§ **PROBLEM DETAILS**
In the entries below, find the lines with the word "push" and copy them.
>>
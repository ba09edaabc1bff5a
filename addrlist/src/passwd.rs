//!
//! Deterministic password list generation.
//!
//! Passwords are the least significant digits of a chain private key
//! rendered in a base-58 or base-32 digit alphabet. Format, length and
//! label all enter the scramble key, so changing any of them yields an
//! unrelated password set.
//!

use crate::chain::HashChain;
use crate::chksum::list_checksum;
use crate::error::Error;
use crate::idx::AddrIdxList;
use crate::result::Result;
use coldgen_seed::{scramble_seed, Seed, SeedId};
use std::fmt;
use zeroize::Zeroize;

const B58_DIGITS: &[u8] = b"123456789ABCDEFGHJKLMNPQRSTUVWXYZabcdefghijkmnopqrstuvwxyz";
const B32_DIGITS: &[u8] = b"ABCDEFGHIJKLMNOPQRSTUVWXYZ234567";

/// Password digit alphabets.
#[derive(Clone, Copy, PartialEq, Eq, Debug, Hash)]
pub enum PasswordFormat {
    B58,
    B32,
}

impl PasswordFormat {
    pub fn name(self) -> &'static str {
        match self {
            PasswordFormat::B58 => "b58",
            PasswordFormat::B32 => "b32",
        }
    }

    fn digits(self) -> &'static [u8] {
        match self {
            PasswordFormat::B58 => B58_DIGITS,
            PasswordFormat::B32 => B32_DIGITS,
        }
    }

    pub fn min_len(self) -> usize {
        match self {
            PasswordFormat::B58 => 8,
            PasswordFormat::B32 => 10,
        }
    }

    pub fn max_len(self) -> usize {
        match self {
            PasswordFormat::B58 => 36,
            PasswordFormat::B32 => 42,
        }
    }

    pub fn default_len(self) -> usize {
        match self {
            PasswordFormat::B58 => 20,
            PasswordFormat::B32 => 24,
        }
    }
}

impl fmt::Display for PasswordFormat {
    fn fmt(&self, f: &mut fmt::Formatter<'_>) -> fmt::Result {
        f.write_str(self.name())
    }
}

/// One generated password.
pub struct PasswordEntry {
    idx: u32,
    passwd: String,
}

impl PasswordEntry {
    pub fn idx(&self) -> u32 {
        self.idx
    }

    pub fn passwd(&self) -> &str {
        &self.passwd
    }
}

impl Drop for PasswordEntry {
    fn drop(&mut self) {
        self.passwd.zeroize();
    }
}

/// A deterministic password list for one master seed and one
/// (label, format, length) triple.
pub struct PasswordList {
    seed_id: SeedId,
    label: String,
    format: PasswordFormat,
    pw_len: usize,
    entries: Vec<PasswordEntry>,
    chksum: String,
}

impl PasswordList {
    pub fn generate(seed: &Seed, label: &str, format: PasswordFormat, pw_len: Option<usize>, idxs: &AddrIdxList) -> Result<Self> {
        let pw_len = pw_len.unwrap_or(format.default_len());
        if pw_len < format.min_len() || pw_len > format.max_len() {
            return Err(Error::PasswordLength(pw_len, format.name(), format.min_len(), format.max_len()));
        }
        let key = format!("{}:{}:{}", format, pw_len, label);
        let mut chain = HashChain::new(scramble_seed(seed.data(), key.as_bytes()).to_vec());
        let mut entries = Vec::with_capacity(idxs.len());
        for &idx in idxs.iter() {
            let mut sec = chain.key_at(idx);
            let passwd = make_passwd(&sec, format, pw_len);
            sec.zeroize();
            log::debug!("generated password {} for label {:?}", idx, label);
            entries.push(PasswordEntry { idx, passwd });
        }
        let chksum = list_checksum(entries.iter().map(|e| format!("{} {}", e.idx, e.passwd)));
        Ok(PasswordList { seed_id: seed.id(), label: label.to_string(), format, pw_len, entries, chksum })
    }

    pub fn seed_id(&self) -> SeedId {
        self.seed_id
    }

    pub fn label(&self) -> &str {
        &self.label
    }

    pub fn format(&self) -> PasswordFormat {
        self.format
    }

    pub fn pw_len(&self) -> usize {
        self.pw_len
    }

    pub fn entries(&self) -> &[PasswordEntry] {
        &self.entries
    }

    pub fn chksum(&self) -> &str {
        &self.chksum
    }

    /// List identifier, e.g. `E54A22F6-foobar-b58-20[1-5]`.
    pub fn id_str(&self) -> String {
        let idxs: Vec<u32> = self.entries.iter().map(|e| e.idx).collect();
        format!("{}-{}-{}-{}[{}]", self.seed_id, self.label, self.format, self.pw_len, crate::idx::format_ranges(&idxs))
    }
}

impl fmt::Debug for PasswordList {
    fn fmt(&self, f: &mut fmt::Formatter<'_>) -> fmt::Result {
        write!(f, "PasswordList {{ id: {}, entries: {} }}", self.id_str(), self.entries.len())
    }
}

/// Trailing `pw_len` digits of the key's integer value in the target
/// alphabet, left-padded with the zero digit when the rendition is
/// short.
fn make_passwd(sec: &[u8; 32], format: PasswordFormat, pw_len: usize) -> String {
    let digits = format.digits();
    let mut rendition = encode_base(sec, digits);
    while rendition.len() < pw_len {
        rendition.insert(0, digits[0] as char);
    }
    rendition.split_off(rendition.len() - pw_len)
}

/// Big-endian byte string to positional digits, integer semantics
/// (leading zero bytes contribute nothing).
fn encode_base(bytes: &[u8], alphabet: &'static [u8]) -> String {
    let base = alphabet.len() as u32;
    let mut num: Vec<u8> = bytes.to_vec();
    let mut digits: Vec<u8> = Vec::new();
    loop {
        let mut rem: u32 = 0;
        let mut quotient = Vec::with_capacity(num.len());
        for &b in &num {
            let acc = rem * 256 + b as u32;
            quotient.push((acc / base) as u8);
            rem = acc % base;
        }
        digits.push(alphabet[rem as usize]);
        let lead = quotient.iter().position(|&b| b != 0).unwrap_or(quotient.len());
        num = quotient.split_off(lead);
        if num.is_empty() {
            break;
        }
    }
    digits.reverse();
    String::from_utf8(digits).expect("alphabets are ASCII")
}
<<
§ **ANSWER SECTION**
            entries.push(PasswordEntry { idx, passwd });
            quotient.push((acc / base) as u8);
        digits.push(alphabet[rem as usize]);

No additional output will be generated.